Ainsi les displays intitulés Fantômes du quartz agissent quasiment comme les miroirs matériels des Everyday ghosts, photographies issues de la série éponyme. Des enjeux mémoriels et d’actualisations s’engagent ici fortement autour de ces questions de matérialités, de techniques et de contexte qui s’entremêlent pour mieux s’ouvrir.
Appropriation, recyclage, détournement et autres déplacements, transformations voire déformations habitent l’œuvre de Guillaume Constantin. Développant un travail essentiellement sculptural et d’installation, il conçoit régulièrement des displays ou réalise des interventions sur des dispositifs d’exposition préexistants, notamment muséaux, interrogeant le rapport à l’œuvre ou à l’objet, sa collection et ses modes de monstration comme de circulation, son histoire, au sein de différents contextes pouvant mettre en tension conservation et disparition, visibilité et absence.
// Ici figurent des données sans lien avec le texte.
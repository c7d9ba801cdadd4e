//! Generic key/value store with per-entry expiry

use lru::LruCache;
use std::num::NonZeroUsize;
use std::time::Duration;
use tokio::sync::RwLock;
use tracing::{debug, instrument, trace};

use super::types::{CacheEntry, CacheStats};

/// String-keyed cache whose entries expire individually.
///
/// Expired entries are never returned: they are evicted lazily when read and
/// in bulk by [`TtlCache::purge_expired`]. The LRU capacity is only a memory
/// ceiling; under normal load entries leave through expiry, not eviction.
pub struct TtlCache<V> {
    name: &'static str,
    entries: RwLock<LruCache<String, CacheEntry<V>>>,
}

impl<V: Clone> TtlCache<V> {
    pub fn new(name: &'static str, capacity: usize) -> Self {
        let capacity = NonZeroUsize::new(capacity).unwrap_or(NonZeroUsize::MIN);
        Self {
            name,
            entries: RwLock::new(LruCache::new(capacity)),
        }
    }

    /// Retrieves a value if present and not expired
    #[instrument(skip(self), fields(cache = self.name))]
    pub async fn get(&self, key: &str) -> Option<V> {
        // LRU lookups update recency, so even reads need the write lock
        let mut cache = self.entries.write().await;

        let expired = match cache.get(key) {
            Some(entry) if !entry.is_expired() => {
                trace!(
                    "Cache hit: key={}, remaining={:?}",
                    key,
                    entry.time_until_expiry()
                );
                return Some(entry.value.clone());
            }
            Some(entry) => {
                debug!(
                    "Removing expired cache entry: key={}, age={:?}, ttl={:?}",
                    key,
                    entry.stored_at.elapsed(),
                    entry.ttl
                );
                true
            }
            None => false,
        };

        if expired {
            cache.pop(key);
        } else {
            trace!("Cache miss: key={}", key);
        }

        None
    }

    /// Stores a value, replacing any previous entry and restarting its clock
    #[instrument(skip(self, value), fields(cache = self.name))]
    pub async fn set(&self, key: String, value: V, ttl: Duration) {
        let mut cache = self.entries.write().await;
        if let Some((evicted, _)) = cache.push(key.clone(), CacheEntry::new(value, ttl))
            && evicted != key
        {
            debug!("Cache at capacity, evicted least recently used key={}", evicted);
        }
        debug!("Cached entry: key={}, ttl={:?}", key, ttl);
    }

    /// Removes every expired entry and returns how many were dropped
    pub async fn purge_expired(&self) -> usize {
        let mut cache = self.entries.write().await;
        let expired: Vec<String> = cache
            .iter()
            .filter(|(_, entry)| entry.is_expired())
            .map(|(key, _)| key.clone())
            .collect();

        for key in &expired {
            cache.pop(key);
        }

        if !expired.is_empty() {
            debug!(
                "Swept {} expired entries from {} cache",
                expired.len(),
                self.name
            );
        }
        expired.len()
    }

    /// Number of stored entries, expired ones included until swept
    pub async fn len(&self) -> usize {
        self.entries.read().await.len()
    }

    pub async fn is_empty(&self) -> bool {
        self.entries.read().await.is_empty()
    }

    pub async fn clear(&self) {
        self.entries.write().await.clear();
    }

    pub async fn stats(&self) -> CacheStats {
        let cache = self.entries.read().await;
        CacheStats {
            name: self.name,
            entries: cache.len(),
            capacity: cache.cap().get(),
        }
    }
}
L’artiste remet ainsi littéralement en jeu l’exposition en même temps qu’il en propose une réécriture et une relecture, convoquant la mémoire et les traces du passé.
R.Brunel, A.Marchand et A-L. Vicente

Il a participé à de très nombreuses expositions collectives en France et à l’étranger et a, en outre, déjà bénéficié de plusieurs expositions personnelles dont notamment en 2014, PENSER LES OBJETS PAR LES BORDS au MAC/VAL à Vitry sur Seine, SI PERSONNE NE ME VOIS JE NE SUIS PAS LÀ DU TOUT au Cryptoportique de Reims dans le cadre de la
programmation hors-les-murs du FRAC Champagne-Ardenne ou encore LA CONSTANTE DES VARIABLES au CRAC-Languedoc-Roussillon à Sète (commissariat Noëlle TISSIER).
Programmateur arts visuels des Instants chavirés à Montreuil, il mène également des projets en tant que commissaire d’exposition.
Il est représenté par la galerie Bertrand Grimont depuis 2011.

Simon Boudvin

Né en 1979 au Mans.
Simon Boudvin a étudié aux Beaux-arts de Paris dans l’atelier de Giuseppe Penone et à l’école d’architecture de Paris-Malaquais. Il enseigne depuis 2007 dans différents établissements et actuellement à l’École nationale supérieure de paysage. Son travail émerge à la croisée de ces différents champs, attentif aux mutations des territoires qu’il parcourt. Il procède tantôt à leur relevé détaillé, tantôt à leur reconstitution, à l’exercice de leur description, à leur photographie. Ils font la matière de ses livres (Tyndo de Thouars, éditions P, 2015 ; Col de l’échelle, éditions P, 2018 ; Un nouveau musée, co-édition MER/Accattone, 2019 ; Ailanthus Altissima, éditions B42, 2020).
Ses travaux ont été présentés dans différents centres d’art en France (La Salle de bain, Lyon, 2010 ; Les Églises, Chelles, 2011 ; CREDAC, Ivry, 2012 ; CRAC Alsace, 2016 ; MRAC, Sérignan, 2016 ; Les Capucins, Embrun, 2018 ; SHED, 2019) et à l’international (Form Content, Londres, 2008 ; Project Art Center, Dublin, 2015 ; Extra City, Antwerp, 2016 ; Kunstraum, Düsseldorf, 2016 ; Fondation Eugenio Almeida, Evora, 2017 ; MAC, Montréal, 2017).

Jochen Dehn

Jochen Dehn, né en 1968, vit à Paris.
Sa pratique de performer prend les formes variées de performances théâtrales en appartement (2004), de combats dans la boue (Mud, 2005), de pièce pour actrice et éléphant (2005), de jeu avec les détecteurs de présence du Louvre (Liquid, 2006) ou d’un hommage à l’invention du velcro (I am you as an explosion, 2005). Par la mise en jeu du corps et de l’espace concret qui l’entoure, Jochen Dehn élabore des formes et des stratégies qui tendent à toujours mieux révéler des zones de contact et ainsi, à réduire la distance qui sépare les corps de ses possibles collisions. Il collabore régulièrement avec Frédéric Danos, Rekolonisation ou Gelitin entre autres.

Charlie Jeffery

Charlie Hamish Jeffery, né à Oxford en 1975, vit et travaille à Paris et Chassaygne (Bourgogne).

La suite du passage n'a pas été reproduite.